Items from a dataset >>
^^^^^^^^^^^^^^^^

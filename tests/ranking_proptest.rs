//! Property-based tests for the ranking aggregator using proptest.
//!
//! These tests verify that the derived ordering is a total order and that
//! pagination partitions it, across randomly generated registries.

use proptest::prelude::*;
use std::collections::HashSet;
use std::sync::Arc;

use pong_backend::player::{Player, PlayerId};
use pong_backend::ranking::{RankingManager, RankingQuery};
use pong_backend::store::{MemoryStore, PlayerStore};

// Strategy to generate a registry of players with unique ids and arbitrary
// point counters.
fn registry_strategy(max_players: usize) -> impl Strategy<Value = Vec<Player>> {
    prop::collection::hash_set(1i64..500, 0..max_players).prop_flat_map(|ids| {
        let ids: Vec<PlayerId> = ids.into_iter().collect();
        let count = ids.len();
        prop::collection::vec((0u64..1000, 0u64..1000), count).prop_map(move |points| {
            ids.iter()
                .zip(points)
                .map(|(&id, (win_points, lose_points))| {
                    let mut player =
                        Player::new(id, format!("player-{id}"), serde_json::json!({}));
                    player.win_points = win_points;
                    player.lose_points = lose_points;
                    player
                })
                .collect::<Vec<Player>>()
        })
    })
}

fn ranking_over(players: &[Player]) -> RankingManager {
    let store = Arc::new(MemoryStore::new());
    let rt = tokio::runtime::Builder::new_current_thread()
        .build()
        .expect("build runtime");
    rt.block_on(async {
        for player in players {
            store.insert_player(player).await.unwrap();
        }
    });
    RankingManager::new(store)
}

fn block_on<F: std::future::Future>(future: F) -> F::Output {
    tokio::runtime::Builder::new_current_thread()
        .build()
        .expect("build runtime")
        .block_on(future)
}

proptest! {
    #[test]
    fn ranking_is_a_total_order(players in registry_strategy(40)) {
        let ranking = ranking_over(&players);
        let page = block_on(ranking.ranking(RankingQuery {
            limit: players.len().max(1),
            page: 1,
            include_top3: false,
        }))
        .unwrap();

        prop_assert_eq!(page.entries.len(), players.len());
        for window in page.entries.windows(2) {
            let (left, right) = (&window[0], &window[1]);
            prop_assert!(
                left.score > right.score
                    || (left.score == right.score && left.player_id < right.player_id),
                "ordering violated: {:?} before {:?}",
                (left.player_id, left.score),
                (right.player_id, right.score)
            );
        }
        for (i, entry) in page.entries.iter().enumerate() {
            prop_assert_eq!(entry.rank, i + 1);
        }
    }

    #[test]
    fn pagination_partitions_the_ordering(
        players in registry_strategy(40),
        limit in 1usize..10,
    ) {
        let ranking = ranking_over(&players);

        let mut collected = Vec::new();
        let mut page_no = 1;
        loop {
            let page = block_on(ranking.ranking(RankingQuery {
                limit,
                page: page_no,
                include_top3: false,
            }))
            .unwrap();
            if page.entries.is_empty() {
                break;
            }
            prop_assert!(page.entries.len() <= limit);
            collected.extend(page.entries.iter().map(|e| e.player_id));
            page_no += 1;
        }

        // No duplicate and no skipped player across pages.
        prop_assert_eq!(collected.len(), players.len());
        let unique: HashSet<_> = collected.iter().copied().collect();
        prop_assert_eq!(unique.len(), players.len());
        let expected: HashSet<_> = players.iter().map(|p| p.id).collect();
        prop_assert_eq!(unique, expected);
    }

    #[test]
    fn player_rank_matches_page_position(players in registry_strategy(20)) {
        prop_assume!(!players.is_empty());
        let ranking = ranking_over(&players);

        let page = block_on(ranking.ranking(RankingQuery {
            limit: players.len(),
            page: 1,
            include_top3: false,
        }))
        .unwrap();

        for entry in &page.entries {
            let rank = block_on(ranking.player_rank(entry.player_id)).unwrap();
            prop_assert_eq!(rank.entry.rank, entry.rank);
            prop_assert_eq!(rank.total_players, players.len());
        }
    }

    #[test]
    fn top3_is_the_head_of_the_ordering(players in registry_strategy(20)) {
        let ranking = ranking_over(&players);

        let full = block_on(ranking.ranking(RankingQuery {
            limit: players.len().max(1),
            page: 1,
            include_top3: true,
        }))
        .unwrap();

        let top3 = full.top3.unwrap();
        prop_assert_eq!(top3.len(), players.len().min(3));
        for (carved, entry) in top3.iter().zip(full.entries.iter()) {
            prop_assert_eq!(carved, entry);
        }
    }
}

^^^^^^^^^^^^^^^^

Directions >> Give the entries again in full, with nothing changed.

Exercise solution >>
filename tests/ranking_proptest.rs
//! Property-based tests for the ranking aggregator using proptest.
//!
//! These tests verify that the derived ordering is a total order and that
//! pagination partitions it, across randomly generated registries.

use proptest::prelude::*;
use std::collections::HashSet;
use std::sync::Arc;

use pong_backend::player::{Player, PlayerId};
use pong_backend::ranking::{RankingManager, RankingQuery};
use pong_backend::store::{MemoryStore, PlayerStore};

// Strategy to generate a registry of players with unique ids and arbitrary
// point counters.
fn registry_strategy(max_players: usize) -> impl Strategy<Value = Vec<Player>> {
    prop::collection::hash_set(1i64..500, 0..max_players).prop_flat_map(|ids| {
        let ids: Vec<PlayerId> = ids.into_iter().collect();
        let count = ids.len();
        prop::collection::vec((0u64..1000, 0u64..1000), count).prop_map(move |points| {
            ids.iter()
                .zip(points)
                .map(|(&id, (win_points, lose_points))| {
                    let mut player =
                        Player::new(id, format!("player-{id}"), serde_json::json!({}));
                    player.win_points = win_points;
                    player.lose_points = lose_points;
                    player
                })
                .collect::<Vec<Player>>()
        })
    })
}

fn ranking_over(players: &[Player]) -> RankingManager {
    let store = Arc::new(MemoryStore::new());
    let rt = tokio::runtime::Builder::new_current_thread()
        .build()
        .expect("build runtime");
    rt.block_on(async {
        for player in players {
            store.insert_player(player).await.unwrap();
        }
    });
    RankingManager::new(store)
}

fn block_on<F: std::future::Future>(future: F) -> F::Output {
    tokio::runtime::Builder::new_current_thread()
        .build()
        .expect("build runtime")
        .block_on(future)
}

proptest! {
    #[test]
    fn ranking_is_a_total_order(players in registry_strategy(40)) {
        let ranking = ranking_over(&players);
        let page = block_on(ranking.ranking(RankingQuery {
            limit: players.len().max(1),
            page: 1,
            include_top3: false,
        }))
        .unwrap();

        prop_assert_eq!(page.entries.len(), players.len());
        for window in page.entries.windows(2) {
            let (left, right) = (&window[0], &window[1]);
            prop_assert!(
                left.score > right.score
                    || (left.score == right.score && left.player_id < right.player_id),
                "ordering violated: {:?} before {:?}",
                (left.player_id, left.score),
                (right.player_id, right.score)
            );
        }
        for (i, entry) in page.entries.iter().enumerate() {
            prop_assert_eq!(entry.rank, i + 1);
        }
    }

    #[test]
    fn pagination_partitions_the_ordering(
        players in registry_strategy(40),
        limit in 1usize..10,
    ) {
        let ranking = ranking_over(&players);

        let mut collected = Vec::new();
        let mut page_no = 1;
        loop {
            let page = block_on(ranking.ranking(RankingQuery {
                limit,
                page: page_no,
                include_top3: false,
            }))
            .unwrap();
            if page.entries.is_empty() {
                break;
            }
            prop_assert!(page.entries.len() <= limit);
            collected.extend(page.entries.iter().map(|e| e.player_id));
            page_no += 1;
        }

        // No duplicate and no skipped player across pages.
        prop_assert_eq!(collected.len(), players.len());
        let unique: HashSet<_> = collected.iter().copied().collect();
        prop_assert_eq!(unique.len(), players.len());
        let expected: HashSet<_> = players.iter().map(|p| p.id).collect();
        prop_assert_eq!(unique, expected);
    }

    #[test]
    fn player_rank_matches_page_position(players in registry_strategy(20)) {
        prop_assume!(!players.is_empty());
        let ranking = ranking_over(&players);

        let page = block_on(ranking.ranking(RankingQuery {
            limit: players.len(),
            page: 1,
            include_top3: false,
        }))
        .unwrap();

        for entry in &page.entries {
            let rank = block_on(ranking.player_rank(entry.player_id)).unwrap();
            prop_assert_eq!(rank.entry.rank, entry.rank);
            prop_assert_eq!(rank.total_players, players.len());
        }
    }

    #[test]
    fn top3_is_the_head_of_the_ordering(players in registry_strategy(20)) {
        let ranking = ranking_over(&players);

        let full = block_on(ranking.ranking(RankingQuery {
            limit: players.len().max(1),
            page: 1,
            include_top3: true,
        }))
        .unwrap();

        let top3 = full.top3.unwrap();
        prop_assert_eq!(top3.len(), players.len().min(3));
        for (carved, entry) in top3.iter().zip(full.entries.iter()) {
            prop_assert_eq!(carved, entry);
        }
    }
}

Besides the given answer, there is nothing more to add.